Look through the entries that follow and return each line that has the string "FuselageFrame".

Stored data:

= Beginning of Section =

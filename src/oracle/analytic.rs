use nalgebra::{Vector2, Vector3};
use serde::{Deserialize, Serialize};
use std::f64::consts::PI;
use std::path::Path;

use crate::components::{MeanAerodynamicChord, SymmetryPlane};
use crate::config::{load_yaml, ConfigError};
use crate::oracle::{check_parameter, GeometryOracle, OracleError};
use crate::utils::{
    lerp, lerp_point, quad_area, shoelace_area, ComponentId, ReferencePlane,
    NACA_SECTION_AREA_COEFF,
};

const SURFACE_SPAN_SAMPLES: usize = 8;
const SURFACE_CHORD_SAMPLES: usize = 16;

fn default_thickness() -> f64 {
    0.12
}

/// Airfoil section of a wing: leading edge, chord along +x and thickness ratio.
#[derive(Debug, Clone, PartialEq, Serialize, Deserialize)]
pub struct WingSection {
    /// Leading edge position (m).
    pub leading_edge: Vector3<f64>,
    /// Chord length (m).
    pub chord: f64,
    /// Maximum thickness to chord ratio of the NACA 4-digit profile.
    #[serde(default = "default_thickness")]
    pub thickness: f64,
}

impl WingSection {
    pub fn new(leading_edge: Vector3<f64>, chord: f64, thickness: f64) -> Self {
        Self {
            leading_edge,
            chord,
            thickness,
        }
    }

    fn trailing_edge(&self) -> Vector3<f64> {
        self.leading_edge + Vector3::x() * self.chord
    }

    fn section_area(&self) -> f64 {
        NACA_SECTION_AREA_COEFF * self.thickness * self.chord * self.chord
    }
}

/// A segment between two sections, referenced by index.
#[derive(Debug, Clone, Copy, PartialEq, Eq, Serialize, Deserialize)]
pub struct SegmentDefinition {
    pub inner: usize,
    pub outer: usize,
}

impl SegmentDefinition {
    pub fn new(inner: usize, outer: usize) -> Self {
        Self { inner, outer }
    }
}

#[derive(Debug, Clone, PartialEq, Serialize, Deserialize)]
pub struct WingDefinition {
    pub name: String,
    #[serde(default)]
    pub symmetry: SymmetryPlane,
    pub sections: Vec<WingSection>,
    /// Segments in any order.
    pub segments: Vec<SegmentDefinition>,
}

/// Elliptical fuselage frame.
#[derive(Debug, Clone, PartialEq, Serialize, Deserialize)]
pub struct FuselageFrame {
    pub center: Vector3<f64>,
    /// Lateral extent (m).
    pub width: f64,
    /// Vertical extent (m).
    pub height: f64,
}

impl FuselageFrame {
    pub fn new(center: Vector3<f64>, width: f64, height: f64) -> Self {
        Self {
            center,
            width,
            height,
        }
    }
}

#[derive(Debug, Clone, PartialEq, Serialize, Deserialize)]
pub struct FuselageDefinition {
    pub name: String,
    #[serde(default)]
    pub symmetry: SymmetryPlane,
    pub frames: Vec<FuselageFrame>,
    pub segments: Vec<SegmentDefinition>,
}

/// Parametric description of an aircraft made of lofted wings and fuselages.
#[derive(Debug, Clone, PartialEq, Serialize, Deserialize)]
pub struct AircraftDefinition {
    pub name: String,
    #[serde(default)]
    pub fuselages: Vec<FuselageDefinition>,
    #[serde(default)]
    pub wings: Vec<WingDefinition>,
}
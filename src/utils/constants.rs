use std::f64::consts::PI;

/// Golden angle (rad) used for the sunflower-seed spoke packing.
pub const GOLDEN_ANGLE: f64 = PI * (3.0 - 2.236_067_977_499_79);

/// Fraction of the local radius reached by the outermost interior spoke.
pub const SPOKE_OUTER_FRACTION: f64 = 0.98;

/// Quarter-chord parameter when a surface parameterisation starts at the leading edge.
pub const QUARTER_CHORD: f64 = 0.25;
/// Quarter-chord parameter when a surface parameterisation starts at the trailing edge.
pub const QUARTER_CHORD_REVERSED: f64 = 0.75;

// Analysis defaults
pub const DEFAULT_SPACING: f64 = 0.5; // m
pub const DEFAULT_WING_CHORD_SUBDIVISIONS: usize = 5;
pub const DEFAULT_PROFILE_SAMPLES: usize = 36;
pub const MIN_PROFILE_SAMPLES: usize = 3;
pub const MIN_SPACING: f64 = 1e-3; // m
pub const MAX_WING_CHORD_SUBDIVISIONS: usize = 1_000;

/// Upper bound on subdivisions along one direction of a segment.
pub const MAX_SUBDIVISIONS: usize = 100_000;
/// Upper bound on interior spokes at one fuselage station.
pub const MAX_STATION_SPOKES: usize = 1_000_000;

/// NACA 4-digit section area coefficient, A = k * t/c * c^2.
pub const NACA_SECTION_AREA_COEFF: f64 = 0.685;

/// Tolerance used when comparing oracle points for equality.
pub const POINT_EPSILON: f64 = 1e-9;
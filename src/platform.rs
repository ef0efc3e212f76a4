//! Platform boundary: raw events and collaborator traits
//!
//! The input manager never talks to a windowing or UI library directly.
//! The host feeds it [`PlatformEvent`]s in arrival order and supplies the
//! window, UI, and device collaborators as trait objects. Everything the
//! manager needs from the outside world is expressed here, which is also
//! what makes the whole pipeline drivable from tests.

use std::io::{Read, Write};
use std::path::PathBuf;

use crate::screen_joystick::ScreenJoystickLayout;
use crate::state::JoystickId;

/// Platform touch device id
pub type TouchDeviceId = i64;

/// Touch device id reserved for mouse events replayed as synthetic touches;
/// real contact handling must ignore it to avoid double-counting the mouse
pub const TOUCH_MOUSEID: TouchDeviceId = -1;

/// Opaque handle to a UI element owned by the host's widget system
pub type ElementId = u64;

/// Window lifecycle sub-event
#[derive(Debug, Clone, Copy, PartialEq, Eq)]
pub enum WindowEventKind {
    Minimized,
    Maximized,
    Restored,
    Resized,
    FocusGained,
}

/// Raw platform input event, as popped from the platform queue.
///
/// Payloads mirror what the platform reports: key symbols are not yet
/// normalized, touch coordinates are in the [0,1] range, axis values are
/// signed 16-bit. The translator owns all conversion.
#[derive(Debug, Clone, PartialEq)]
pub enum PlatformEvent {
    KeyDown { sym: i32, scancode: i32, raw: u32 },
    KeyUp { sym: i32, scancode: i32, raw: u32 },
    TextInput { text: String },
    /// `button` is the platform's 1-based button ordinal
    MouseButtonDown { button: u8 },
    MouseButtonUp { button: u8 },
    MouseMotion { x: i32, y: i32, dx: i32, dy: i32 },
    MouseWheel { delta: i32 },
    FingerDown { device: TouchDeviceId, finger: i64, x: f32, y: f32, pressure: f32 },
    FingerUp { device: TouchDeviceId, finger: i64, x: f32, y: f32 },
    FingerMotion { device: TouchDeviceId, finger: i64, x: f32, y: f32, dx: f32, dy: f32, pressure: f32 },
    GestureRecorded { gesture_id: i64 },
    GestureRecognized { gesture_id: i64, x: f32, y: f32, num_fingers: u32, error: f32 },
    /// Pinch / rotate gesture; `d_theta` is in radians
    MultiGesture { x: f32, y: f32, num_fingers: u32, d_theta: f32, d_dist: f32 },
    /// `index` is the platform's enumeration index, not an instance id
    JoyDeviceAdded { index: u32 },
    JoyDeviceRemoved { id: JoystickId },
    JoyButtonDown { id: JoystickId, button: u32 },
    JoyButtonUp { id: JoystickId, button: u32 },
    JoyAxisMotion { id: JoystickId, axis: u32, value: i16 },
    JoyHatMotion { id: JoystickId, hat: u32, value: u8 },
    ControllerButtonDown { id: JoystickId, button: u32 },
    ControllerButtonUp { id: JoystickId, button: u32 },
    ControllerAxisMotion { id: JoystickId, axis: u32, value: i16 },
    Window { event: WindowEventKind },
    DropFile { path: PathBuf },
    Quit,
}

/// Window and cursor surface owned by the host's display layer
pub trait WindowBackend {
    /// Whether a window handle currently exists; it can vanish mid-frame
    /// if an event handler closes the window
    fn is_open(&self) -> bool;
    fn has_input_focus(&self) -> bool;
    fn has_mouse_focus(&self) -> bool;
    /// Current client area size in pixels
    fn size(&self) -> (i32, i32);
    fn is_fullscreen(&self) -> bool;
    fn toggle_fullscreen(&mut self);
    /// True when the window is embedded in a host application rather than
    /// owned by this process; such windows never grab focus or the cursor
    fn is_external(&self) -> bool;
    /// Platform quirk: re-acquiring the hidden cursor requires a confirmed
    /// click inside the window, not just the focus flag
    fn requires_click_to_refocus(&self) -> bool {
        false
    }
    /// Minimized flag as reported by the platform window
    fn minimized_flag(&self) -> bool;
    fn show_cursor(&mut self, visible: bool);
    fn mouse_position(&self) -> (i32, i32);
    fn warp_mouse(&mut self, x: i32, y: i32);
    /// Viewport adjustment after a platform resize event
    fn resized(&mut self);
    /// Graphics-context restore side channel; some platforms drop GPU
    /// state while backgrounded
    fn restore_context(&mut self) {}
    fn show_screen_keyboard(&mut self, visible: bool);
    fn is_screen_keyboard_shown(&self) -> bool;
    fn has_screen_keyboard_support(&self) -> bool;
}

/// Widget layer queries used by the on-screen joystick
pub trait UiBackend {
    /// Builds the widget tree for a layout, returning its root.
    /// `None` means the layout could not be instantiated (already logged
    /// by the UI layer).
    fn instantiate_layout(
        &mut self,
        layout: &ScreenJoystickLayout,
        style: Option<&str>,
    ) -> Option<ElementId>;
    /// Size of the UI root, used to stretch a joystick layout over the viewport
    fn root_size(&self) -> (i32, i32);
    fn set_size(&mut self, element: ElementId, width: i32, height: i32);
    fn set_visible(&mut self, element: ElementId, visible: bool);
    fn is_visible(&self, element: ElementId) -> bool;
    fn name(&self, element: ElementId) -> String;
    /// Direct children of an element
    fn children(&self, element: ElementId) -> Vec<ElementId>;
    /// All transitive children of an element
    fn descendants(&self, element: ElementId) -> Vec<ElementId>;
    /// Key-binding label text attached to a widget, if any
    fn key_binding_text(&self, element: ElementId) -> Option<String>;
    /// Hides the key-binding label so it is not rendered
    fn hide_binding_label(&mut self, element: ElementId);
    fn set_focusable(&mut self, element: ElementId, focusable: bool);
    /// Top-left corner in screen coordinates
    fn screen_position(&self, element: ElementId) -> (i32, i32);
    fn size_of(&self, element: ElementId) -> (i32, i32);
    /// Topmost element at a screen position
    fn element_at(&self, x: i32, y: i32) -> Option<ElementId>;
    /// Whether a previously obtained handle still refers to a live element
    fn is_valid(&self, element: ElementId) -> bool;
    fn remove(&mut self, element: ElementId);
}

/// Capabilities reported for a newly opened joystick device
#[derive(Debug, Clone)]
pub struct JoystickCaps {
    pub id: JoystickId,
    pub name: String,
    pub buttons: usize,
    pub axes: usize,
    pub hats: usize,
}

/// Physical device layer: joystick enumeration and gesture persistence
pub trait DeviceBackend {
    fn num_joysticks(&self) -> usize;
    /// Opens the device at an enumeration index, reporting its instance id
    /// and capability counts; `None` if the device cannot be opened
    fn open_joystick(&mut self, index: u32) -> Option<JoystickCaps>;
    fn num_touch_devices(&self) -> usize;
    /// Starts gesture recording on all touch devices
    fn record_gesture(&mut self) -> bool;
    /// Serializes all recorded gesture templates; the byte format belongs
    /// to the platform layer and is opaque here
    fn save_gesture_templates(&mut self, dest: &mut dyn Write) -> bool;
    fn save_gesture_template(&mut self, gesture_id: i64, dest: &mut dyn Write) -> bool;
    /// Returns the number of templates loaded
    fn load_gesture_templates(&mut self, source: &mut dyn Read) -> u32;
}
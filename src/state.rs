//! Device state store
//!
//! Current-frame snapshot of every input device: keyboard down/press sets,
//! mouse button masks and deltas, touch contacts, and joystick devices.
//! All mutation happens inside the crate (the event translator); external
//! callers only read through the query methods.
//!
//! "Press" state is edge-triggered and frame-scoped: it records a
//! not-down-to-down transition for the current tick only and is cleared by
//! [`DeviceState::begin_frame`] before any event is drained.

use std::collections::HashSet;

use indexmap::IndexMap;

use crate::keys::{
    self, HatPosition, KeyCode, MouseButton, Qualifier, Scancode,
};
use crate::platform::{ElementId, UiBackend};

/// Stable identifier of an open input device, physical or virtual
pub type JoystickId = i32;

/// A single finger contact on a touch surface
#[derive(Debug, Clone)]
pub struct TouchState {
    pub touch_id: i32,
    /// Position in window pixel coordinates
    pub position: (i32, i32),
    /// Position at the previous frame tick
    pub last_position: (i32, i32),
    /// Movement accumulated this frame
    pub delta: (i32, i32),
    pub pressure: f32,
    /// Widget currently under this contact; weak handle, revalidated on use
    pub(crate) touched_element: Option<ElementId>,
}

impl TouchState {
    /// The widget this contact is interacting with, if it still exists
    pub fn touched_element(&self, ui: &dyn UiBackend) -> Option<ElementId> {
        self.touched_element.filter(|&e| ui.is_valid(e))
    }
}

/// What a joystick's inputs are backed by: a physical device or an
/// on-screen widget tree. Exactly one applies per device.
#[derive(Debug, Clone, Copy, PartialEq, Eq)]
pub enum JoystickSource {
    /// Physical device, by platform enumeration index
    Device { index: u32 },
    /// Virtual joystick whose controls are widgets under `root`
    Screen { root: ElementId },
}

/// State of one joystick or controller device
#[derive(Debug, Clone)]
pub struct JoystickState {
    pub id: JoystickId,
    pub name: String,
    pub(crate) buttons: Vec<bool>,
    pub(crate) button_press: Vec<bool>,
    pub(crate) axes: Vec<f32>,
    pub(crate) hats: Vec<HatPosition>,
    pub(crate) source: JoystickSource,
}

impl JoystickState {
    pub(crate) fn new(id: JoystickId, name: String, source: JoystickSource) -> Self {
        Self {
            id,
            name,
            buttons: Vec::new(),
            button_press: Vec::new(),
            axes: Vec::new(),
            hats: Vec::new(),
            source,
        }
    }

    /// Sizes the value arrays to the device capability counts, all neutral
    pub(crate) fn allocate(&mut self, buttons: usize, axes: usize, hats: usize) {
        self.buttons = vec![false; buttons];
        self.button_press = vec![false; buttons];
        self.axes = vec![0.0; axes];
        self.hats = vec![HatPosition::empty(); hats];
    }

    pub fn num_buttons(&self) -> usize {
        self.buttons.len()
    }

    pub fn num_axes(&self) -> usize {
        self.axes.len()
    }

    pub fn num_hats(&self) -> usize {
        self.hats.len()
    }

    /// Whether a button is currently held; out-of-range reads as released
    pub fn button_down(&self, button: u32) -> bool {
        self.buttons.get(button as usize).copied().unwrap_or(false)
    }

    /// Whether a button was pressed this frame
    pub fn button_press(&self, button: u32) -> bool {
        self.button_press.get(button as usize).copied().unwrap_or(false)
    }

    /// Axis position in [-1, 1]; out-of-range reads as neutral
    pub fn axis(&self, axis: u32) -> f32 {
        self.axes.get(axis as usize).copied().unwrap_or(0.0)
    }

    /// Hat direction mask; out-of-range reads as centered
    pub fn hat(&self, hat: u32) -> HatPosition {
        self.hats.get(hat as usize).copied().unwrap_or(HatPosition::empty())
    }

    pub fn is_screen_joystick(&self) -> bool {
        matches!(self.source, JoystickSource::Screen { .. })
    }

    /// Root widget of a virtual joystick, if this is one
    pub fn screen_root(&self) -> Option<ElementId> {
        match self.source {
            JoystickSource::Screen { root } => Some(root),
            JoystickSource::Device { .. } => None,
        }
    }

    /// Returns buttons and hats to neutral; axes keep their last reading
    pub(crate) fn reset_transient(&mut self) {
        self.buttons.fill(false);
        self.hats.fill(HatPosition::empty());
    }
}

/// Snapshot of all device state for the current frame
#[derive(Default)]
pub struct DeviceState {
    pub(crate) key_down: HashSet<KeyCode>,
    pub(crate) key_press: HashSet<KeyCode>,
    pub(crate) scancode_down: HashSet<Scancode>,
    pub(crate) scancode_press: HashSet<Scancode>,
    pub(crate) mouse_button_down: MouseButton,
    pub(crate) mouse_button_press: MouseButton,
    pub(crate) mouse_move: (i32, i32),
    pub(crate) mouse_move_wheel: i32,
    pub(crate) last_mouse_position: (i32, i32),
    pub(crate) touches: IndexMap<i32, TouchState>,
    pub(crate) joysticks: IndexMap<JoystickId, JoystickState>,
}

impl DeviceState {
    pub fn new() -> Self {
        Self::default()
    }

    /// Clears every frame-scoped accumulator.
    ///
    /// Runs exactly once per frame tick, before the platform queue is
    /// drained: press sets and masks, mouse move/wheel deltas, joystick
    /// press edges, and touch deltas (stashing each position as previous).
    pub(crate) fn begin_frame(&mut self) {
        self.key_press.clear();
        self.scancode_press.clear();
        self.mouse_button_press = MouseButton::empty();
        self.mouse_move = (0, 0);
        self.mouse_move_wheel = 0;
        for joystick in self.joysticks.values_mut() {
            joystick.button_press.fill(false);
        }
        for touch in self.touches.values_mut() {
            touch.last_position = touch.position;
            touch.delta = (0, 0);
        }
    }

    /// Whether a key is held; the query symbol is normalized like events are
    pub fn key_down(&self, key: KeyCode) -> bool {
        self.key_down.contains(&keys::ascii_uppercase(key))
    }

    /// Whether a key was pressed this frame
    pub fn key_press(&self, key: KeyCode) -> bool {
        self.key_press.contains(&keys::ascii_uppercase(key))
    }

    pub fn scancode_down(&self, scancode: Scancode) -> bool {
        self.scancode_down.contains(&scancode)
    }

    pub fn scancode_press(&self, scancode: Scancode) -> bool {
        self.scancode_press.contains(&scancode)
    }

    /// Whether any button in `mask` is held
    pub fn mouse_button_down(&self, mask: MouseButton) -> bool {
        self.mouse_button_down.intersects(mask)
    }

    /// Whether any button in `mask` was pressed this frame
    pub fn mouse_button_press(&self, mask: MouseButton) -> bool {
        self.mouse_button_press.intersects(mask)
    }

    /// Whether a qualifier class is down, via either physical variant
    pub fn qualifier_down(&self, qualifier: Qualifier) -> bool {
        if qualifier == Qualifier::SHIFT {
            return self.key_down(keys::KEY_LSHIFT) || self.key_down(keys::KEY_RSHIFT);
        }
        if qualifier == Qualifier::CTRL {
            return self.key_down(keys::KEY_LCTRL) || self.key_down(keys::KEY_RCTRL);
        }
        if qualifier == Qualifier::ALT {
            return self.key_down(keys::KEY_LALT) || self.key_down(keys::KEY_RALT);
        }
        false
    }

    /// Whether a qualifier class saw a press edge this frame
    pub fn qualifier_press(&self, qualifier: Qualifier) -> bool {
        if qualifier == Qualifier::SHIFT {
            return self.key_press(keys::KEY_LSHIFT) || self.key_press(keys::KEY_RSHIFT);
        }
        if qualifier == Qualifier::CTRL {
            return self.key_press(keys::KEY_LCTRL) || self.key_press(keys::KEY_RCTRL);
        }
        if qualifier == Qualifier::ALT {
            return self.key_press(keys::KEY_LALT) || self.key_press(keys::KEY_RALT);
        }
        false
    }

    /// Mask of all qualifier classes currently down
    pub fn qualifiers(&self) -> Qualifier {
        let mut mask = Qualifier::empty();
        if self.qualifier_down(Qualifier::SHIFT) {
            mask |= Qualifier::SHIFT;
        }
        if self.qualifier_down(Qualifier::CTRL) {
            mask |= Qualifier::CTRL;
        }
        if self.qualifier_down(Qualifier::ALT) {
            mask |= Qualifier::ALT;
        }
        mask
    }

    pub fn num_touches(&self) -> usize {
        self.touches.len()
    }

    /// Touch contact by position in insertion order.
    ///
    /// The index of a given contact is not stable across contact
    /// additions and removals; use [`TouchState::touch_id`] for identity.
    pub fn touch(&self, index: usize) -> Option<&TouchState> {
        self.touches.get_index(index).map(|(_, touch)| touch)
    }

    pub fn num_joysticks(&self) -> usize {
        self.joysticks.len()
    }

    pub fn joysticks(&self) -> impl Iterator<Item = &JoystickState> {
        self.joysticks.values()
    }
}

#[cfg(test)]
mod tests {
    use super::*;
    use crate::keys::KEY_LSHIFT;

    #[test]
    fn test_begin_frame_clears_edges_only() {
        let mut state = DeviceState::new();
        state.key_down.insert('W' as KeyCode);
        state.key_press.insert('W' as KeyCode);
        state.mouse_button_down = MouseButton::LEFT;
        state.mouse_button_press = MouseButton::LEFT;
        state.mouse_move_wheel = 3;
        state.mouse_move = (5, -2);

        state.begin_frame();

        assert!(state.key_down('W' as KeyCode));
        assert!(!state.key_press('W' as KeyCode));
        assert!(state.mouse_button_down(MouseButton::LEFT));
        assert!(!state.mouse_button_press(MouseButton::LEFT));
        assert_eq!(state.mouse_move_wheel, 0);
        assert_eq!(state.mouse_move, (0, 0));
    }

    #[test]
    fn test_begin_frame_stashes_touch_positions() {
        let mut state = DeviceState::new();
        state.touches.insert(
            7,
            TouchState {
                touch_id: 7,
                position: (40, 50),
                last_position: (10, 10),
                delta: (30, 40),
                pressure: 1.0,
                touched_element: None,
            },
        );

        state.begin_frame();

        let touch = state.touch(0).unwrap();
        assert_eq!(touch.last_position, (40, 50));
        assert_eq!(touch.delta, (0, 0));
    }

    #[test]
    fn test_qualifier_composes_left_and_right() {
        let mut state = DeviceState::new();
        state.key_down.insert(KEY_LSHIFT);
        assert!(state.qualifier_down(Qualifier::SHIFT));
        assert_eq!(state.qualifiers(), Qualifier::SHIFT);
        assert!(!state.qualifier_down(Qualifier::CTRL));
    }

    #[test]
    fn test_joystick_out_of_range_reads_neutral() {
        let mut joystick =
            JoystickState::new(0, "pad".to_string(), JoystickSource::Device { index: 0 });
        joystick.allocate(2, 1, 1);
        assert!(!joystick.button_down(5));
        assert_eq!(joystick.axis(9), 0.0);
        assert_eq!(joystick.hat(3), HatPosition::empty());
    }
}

= End of Section =

◆ Output of the exercise
pub struct FuselageFrame {
impl FuselageFrame {
    pub frames: Vec<FuselageFrame>,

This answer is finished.